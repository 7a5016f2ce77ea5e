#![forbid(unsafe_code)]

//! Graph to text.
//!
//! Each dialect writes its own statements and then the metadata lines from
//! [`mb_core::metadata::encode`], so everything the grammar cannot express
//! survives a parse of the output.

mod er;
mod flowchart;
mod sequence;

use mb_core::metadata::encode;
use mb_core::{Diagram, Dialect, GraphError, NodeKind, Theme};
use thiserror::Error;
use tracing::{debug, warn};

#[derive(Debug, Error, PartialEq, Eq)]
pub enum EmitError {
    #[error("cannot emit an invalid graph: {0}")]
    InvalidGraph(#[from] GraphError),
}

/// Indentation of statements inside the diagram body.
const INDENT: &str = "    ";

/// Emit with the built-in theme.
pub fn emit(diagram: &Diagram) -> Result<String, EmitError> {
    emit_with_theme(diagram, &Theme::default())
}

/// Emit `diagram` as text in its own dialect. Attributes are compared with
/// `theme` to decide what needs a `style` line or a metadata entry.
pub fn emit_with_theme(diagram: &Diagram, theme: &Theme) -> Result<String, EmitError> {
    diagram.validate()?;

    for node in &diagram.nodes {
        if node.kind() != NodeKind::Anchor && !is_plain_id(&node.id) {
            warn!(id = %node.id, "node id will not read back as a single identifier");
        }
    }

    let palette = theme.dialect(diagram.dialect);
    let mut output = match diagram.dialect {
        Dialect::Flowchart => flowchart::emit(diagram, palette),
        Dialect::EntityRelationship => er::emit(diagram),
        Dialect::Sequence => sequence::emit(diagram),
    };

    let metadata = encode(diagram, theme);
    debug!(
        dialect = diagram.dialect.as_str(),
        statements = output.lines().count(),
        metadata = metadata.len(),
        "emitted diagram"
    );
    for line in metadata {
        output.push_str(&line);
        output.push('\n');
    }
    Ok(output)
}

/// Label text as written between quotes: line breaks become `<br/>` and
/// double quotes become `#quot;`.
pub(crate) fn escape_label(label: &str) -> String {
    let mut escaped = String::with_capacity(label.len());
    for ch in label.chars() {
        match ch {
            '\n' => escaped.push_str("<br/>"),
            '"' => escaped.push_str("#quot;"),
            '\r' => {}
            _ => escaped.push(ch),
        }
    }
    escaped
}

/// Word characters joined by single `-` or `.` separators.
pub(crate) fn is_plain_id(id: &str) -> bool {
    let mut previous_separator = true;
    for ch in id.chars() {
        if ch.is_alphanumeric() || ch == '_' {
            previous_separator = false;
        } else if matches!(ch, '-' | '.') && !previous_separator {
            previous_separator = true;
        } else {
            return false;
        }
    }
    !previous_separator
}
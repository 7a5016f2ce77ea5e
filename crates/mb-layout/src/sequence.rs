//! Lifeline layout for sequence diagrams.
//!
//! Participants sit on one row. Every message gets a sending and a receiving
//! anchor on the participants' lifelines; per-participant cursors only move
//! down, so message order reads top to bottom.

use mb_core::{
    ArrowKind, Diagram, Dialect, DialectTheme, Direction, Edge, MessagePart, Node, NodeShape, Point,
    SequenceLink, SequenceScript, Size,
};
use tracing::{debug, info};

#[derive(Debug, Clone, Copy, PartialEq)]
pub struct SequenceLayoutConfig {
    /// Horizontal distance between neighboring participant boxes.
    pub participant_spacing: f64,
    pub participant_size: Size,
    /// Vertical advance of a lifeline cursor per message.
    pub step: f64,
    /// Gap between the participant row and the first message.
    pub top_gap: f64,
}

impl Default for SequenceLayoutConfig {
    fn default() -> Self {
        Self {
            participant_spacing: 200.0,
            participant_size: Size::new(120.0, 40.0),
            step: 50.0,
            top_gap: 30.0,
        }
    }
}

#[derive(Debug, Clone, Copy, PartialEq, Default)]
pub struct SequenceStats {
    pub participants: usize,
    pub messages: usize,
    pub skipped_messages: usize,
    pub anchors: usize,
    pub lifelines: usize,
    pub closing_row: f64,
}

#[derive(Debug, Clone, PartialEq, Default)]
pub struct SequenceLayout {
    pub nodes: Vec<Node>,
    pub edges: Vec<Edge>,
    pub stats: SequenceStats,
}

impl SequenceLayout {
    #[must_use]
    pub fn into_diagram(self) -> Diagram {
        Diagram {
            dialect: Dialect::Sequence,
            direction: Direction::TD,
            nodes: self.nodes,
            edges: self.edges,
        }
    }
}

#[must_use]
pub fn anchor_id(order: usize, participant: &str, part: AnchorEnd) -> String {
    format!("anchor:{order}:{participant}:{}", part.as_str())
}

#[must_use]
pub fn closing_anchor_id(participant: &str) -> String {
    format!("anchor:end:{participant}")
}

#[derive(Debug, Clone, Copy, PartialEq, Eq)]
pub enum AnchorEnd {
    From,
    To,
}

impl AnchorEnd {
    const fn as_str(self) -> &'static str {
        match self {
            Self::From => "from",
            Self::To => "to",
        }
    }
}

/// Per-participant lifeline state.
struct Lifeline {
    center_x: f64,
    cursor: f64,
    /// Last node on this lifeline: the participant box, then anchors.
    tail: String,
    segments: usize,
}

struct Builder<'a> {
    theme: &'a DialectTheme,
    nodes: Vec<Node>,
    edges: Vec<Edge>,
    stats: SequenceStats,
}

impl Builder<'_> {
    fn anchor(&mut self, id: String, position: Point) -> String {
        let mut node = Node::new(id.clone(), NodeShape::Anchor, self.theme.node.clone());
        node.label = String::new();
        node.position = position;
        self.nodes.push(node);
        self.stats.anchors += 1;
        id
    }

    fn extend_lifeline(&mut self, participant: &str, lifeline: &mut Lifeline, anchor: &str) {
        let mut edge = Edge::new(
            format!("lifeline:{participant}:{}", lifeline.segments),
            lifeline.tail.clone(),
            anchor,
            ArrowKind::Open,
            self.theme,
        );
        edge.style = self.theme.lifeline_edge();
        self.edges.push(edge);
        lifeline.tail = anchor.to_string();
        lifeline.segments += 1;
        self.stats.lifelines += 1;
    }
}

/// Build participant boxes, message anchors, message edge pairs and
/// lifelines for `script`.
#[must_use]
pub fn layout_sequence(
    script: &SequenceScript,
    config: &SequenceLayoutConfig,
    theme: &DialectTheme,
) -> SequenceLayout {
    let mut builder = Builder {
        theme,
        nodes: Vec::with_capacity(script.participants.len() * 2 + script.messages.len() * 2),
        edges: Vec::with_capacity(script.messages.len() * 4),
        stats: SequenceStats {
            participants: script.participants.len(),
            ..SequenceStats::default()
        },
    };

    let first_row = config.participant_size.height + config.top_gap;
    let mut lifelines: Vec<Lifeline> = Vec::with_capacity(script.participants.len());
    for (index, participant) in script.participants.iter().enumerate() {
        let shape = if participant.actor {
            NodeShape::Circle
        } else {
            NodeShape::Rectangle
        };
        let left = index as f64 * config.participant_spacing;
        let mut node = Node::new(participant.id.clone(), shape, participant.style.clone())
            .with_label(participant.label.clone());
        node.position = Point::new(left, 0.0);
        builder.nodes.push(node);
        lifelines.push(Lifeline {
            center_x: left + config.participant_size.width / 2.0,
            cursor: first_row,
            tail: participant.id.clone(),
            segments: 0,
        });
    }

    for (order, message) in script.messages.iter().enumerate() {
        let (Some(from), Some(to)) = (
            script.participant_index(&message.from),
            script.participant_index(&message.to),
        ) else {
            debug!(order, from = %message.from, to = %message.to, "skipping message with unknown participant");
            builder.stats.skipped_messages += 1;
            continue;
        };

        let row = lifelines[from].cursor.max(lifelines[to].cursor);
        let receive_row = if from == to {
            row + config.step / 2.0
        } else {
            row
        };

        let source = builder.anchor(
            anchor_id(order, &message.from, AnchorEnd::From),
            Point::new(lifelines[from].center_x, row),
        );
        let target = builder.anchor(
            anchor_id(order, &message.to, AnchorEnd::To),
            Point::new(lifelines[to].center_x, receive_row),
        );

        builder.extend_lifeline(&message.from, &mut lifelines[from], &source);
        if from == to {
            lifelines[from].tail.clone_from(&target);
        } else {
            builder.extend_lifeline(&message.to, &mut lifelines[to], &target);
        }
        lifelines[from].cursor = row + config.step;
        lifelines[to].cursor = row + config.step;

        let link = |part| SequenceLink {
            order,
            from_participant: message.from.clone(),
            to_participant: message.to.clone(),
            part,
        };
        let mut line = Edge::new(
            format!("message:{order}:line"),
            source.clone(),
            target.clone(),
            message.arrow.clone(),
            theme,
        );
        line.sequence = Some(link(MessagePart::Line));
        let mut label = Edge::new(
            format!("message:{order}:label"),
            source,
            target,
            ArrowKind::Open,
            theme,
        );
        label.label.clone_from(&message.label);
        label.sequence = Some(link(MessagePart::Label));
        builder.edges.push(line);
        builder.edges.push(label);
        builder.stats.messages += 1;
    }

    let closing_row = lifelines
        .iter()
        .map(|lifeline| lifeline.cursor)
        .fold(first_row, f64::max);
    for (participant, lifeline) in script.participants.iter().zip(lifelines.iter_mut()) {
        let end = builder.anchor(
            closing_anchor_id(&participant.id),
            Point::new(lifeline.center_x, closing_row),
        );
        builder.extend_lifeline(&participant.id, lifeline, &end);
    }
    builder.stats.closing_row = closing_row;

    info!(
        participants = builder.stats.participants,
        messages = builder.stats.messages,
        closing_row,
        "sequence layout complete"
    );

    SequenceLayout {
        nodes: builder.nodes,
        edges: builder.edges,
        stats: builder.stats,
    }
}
========
● **WHAT YOU ARE ASKED TO DO**:
Copy every line from the entries that contains the word "true".

● **PROBLEM SOLUTION**:
    let mut previous_separator = true;
            previous_separator = true;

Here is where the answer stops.